Global Web Service Blackout: Incident Review

Global Failure

On Sunday morning, 08.30.2020, since approximately 10:00 GMT, numerous web services suddenly got unavailable for users worldwide due to a major internet outage.

SIM-Networks monitoring system detected the connectivity issue as early as it kicked in. Automatic failover to backup links had not rectified the situation. Soon, we started receiving information about similar issues with many other providers and alarming signals from the customers.

The problem occurred on the side of Tier 1 internet provider CenturyLink (formerly known as Level 3). During the day, the worldwide internet service disruption settled gradually down.

Please find below a brief review of the incident.

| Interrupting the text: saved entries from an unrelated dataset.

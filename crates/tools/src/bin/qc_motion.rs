use std::path::PathBuf;

use anyhow::Result;
use clap::Parser;

use tools::config::{MotionInputs, ReportOutputs};
use tools::motion::{build_report, MotionData};
use tools::report::finish;

#[derive(Parser, Debug)]
#[command(
    author,
    version,
    about = "Create the motion QC figure from eddy outputs and append the subject's motion metrics to the group table"
)]
struct Cli {
    /// Movement over time (slice-to-volume), one row per slice group
    s2v: PathBuf,
    /// Volume-to-volume RMS displacement (absolute, relative)
    rms: PathBuf,
    /// Restricted RMS displacement (absolute, relative)
    res_rms: PathBuf,
    /// Eddy motion and eddy-current parameters
    params: PathBuf,
    /// Number of slices (or multiband groups) per volume
    nslices: usize,
    /// b-value file
    bval: PathBuf,
    /// Subject ID
    subj: String,
    /// Figure output; always written as an A4 SVG page (not PDF), whatever the extension
    figure_output: PathBuf,
    /// Group QC table
    table_output: PathBuf,
}

fn main() -> Result<()> {
    env_logger::Builder::from_env(env_logger::Env::default().default_filter_or("info"))
        .target(env_logger::Target::Stderr)
        .init();

    let cli = Cli::parse();
    let inputs = MotionInputs {
        s2v: cli.s2v,
        rms: cli.rms,
        restricted_rms: cli.res_rms,
        params: cli.params,
        nslices: cli.nslices,
        bvals: cli.bval,
    };
    let outputs = ReportOutputs { subject: cli.subj, figure: cli.figure_output, table: cli.table_output };

    let data = MotionData::load(&inputs)?;
    let report = build_report(&data, inputs.nslices, &outputs.subject)?;
    finish(&report, &outputs)?;
    Ok(())
}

CenturyLink and the domino effect

According to the quick information from the growing number of sources (Qrator, Post-Gazette, Twitter, Techquila, CNN, ThousandEyes, etc.), 08.30.2020, routing issues arisen on the side of CenturyLink/Level3, the largest ISP and Internet bandwidth provider in the world, caused cascading dropouts of numerous popular services, such as Cloudflare, Hulu, the PlayStation Network, Xbox Live, Feedly, Discord and many others., a web resource availability monitoring service, besides CenturyLink and above, also informed of many other global service providers experiencing crucial connectivity issues on that date. Among them were:

  • Google
  • Facebook
  • Twitter
  • YouTube
  • Netflix
  • Instagram
  • Tik Tok
  • AT&T
  • Spectrum
  • Comcast
  • COX

and the list goes on. Details and stats on the incident you can find in Cloudflare’s «Analysis of Today’s CenturyLink/Level (3) Outage».

What happened?

"Today we saw a widespread Internet outage online that impacted multiple providers. Cloudflare's automated systems detected the problem and routed around them, but the extent of the problem required manual intervention as well."

- John Graham-Cumming,
Cloudflare’s chief technology officer

Graham-Cumming claimed that CenturyLink is primarily responsible for the Internet outage rendering Cloudflare along with its many customers effectively unavailable.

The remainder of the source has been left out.